Making sense of Mulesoft

I'm not doing too badly as a Mulesoft developer (which isn't my main job), given I've mostly been figuring it out as I go along. You won't find too many Stack Overflow answers for Mulesoft problems.

One of the reasons we're going all in on Mulesoft is we ended up with more integrations than anyone can track. Many of them are .NET APIs, many are SSIS packages… With Mulesoft, all the integrations are in one place, and can be managed through a single portal. Exchange also makes a pretty good repository for API specs.

The first problem I ran into is the file paths for the extracted Anypoint Studio files are damn long. Extracting them to the root directory solved that, for now. I read somewhere the problem could also be fixed in the Windows Registry, but haven't had time to find the key for that.

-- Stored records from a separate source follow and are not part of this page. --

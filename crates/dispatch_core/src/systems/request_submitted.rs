use bevy_ecs::prelude::{Res, ResMut};

use crate::clock::{CurrentEvent, EventKind, EventSubject, SimulationClock};
use crate::dispatcher::DispatcherResource;
use crate::model::Request;
use crate::scenario::{DemandConfig, PendingRequests};
use crate::systems::dispatch_cycle::next_cycle_at;
use crate::telemetry::{EventLog, RideEvent, RideEventKind};

pub fn request_submitted_system(
    event: Res<CurrentEvent>,
    demand: Res<DemandConfig>,
    mut clock: ResMut<SimulationClock>,
    mut pending: ResMut<PendingRequests>,
    mut dispatcher: ResMut<DispatcherResource>,
    mut log: ResMut<EventLog>,
) {
    if event.0.kind != EventKind::RequestSubmitted {
        return;
    }
    let Some(id) = event.0.request() else {
        return;
    };
    let Some(spec) = pending.0.remove(&id) else {
        return;
    };

    let now = clock.now();
    let request = Request::immediate(id, spec.passenger, spec.from, spec.to, now, demand.max_search);
    log.record_ride(RideEvent {
        time: now,
        kind: RideEventKind::Submitted,
        request: id,
        passenger: spec.passenger,
        vehicle: None,
    });
    dispatcher.submit(request);

    if let Some(max_search) = demand.max_search {
        clock.schedule_in(
            max_search,
            EventKind::RequestExpired,
            Some(EventSubject::Request(id)),
        );
    }
    if !clock.has_pending(EventKind::DispatchCycle) {
        let step = dispatcher.reoptimization_step();
        clock.schedule_at(next_cycle_at(now, step), EventKind::DispatchCycle, None);
    }
}
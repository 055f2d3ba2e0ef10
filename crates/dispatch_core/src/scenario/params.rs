use std::collections::BTreeMap;

use bevy_ecs::prelude::Resource;

use crate::config::DispatchConfig;
use crate::model::{secs, LinkId, Location, PassengerId, RequestId, SimTime, VehicleId};

/// Simulation end time in milliseconds. When set, the runner stops processing events
/// once the next event would be at or after this timestamp (so the simulation "ends" at this time).
#[derive(Debug, Clone, Copy, Resource)]
pub struct SimulationEndTimeMs(pub u64);

/// Demand-side behaviour shared by every request.
#[derive(Debug, Clone, Copy, Default, Resource)]
pub struct DemandConfig {
    /// How long a passenger waits for a vehicle before giving up; `None` = forever.
    pub max_search: Option<SimTime>,
}

/// A vehicle placed on the network at scenario start.
#[derive(Debug, Clone, Copy, PartialEq, Eq)]
pub struct VehicleSpec {
    pub id: VehicleId,
    pub link: LinkId,
    pub service_begin: SimTime,
    pub service_end: SimTime,
}

impl VehicleSpec {
    /// In service from time 0 for `service_secs`.
    pub fn new(id: u64, link: LinkId, service_secs: u64) -> Self {
        Self {
            id: VehicleId(id),
            link,
            service_begin: 0,
            service_end: secs(service_secs),
        }
    }
}

/// A passenger who submits one immediate ride request at `departure`.
#[derive(Debug, Clone, Copy, PartialEq, Eq)]
pub struct PassengerSpec {
    pub id: PassengerId,
    pub from: LinkId,
    pub to: LinkId,
    pub departure: SimTime,
}

impl PassengerSpec {
    pub fn new(id: u64, from: LinkId, to: LinkId, departure_secs: u64) -> Self {
        Self {
            id: PassengerId(id),
            from,
            to,
            departure: secs(departure_secs),
        }
    }
}

/// A request waiting for its submission time.
#[derive(Debug, Clone, Copy, PartialEq)]
pub struct PendingRequest {
    pub passenger: PassengerId,
    pub from: Location,
    pub to: Location,
}

#[derive(Debug, Default, Resource)]
pub struct PendingRequests(pub BTreeMap<RequestId, PendingRequest>);

/// Scenario configuration: dispatch settings plus the harness around them.
#[derive(Debug, Clone, PartialEq)]
pub struct ScenarioParams {
    pub dispatch: DispatchConfig,
    pub pickup_duration_secs: u64,
    pub dropoff_duration_secs: u64,
    pub max_search_secs: Option<u64>,
    pub simulation_end_time_ms: Option<u64>,
}

impl Default for ScenarioParams {
    fn default() -> Self {
        Self {
            dispatch: DispatchConfig::default(),
            pickup_duration_secs: 120,
            dropoff_duration_secs: 60,
            max_search_secs: None,
            simulation_end_time_ms: None,
        }
    }
}

impl ScenarioParams {
    pub fn with_dispatch(mut self, dispatch: DispatchConfig) -> Self {
        self.dispatch = dispatch;
        self
    }

    /// Stop durations at pickup and drop-off.
    pub fn with_stop_durations_secs(mut self, pickup: u64, dropoff: u64) -> Self {
        self.pickup_duration_secs = pickup;
        self.dropoff_duration_secs = dropoff;
        self
    }

    /// Passengers give up (and are rejected) after waiting this long for a vehicle.
    pub fn with_max_search_secs(mut self, max_search: u64) -> Self {
        self.max_search_secs = Some(max_search);
        self
    }

    /// Set simulation end time in ms. Runner stops when the next event is at or after this time.
    pub fn with_simulation_end_time_ms(mut self, end_ms: u64) -> Self {
        self.simulation_end_time_ms = Some(end_ms);
        self
    }
}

Mulesoft applications are Java applications, with vendor-specific components and dependencies, and they're developed in a vendor-specific variant of the Eclipse IDE. There's not much actual Java programming involved in developing the application - thankfully, as I hadn't worked properly with Java in roughly a decade. Most of it's 'low code', XML and DataWeave. A bit of YAML also.
Putting together the integration's main logic is actually easy. It's drag-and-drop, and add whatever parameters.

The difficult and messy part is the configuration - it spans multiple file paths, and they need referencing in multiple places, because the config will be context dependent. I recommend having all that in place first.
The '{mule-env}.yml' files contain usernames, passwords and client secrets for various things, but the application-specific configurations are in a global.xml file. Also, knowing what dependencies are needed is pure guesswork to begin with, unless you're very familiar with Java packages.

Another tricky part is DataWeave, which is the language used for the data transformations. The structure of a DataWeave file is easy to follow, but the syntax is something to learn.

I've done a little debugging in the Anypoint portal. Don't expect too much information in the logs, unless the developer configured the debug components a certain way in the application. If the bug is in a data transformation, the message queue will be a more useful place to look.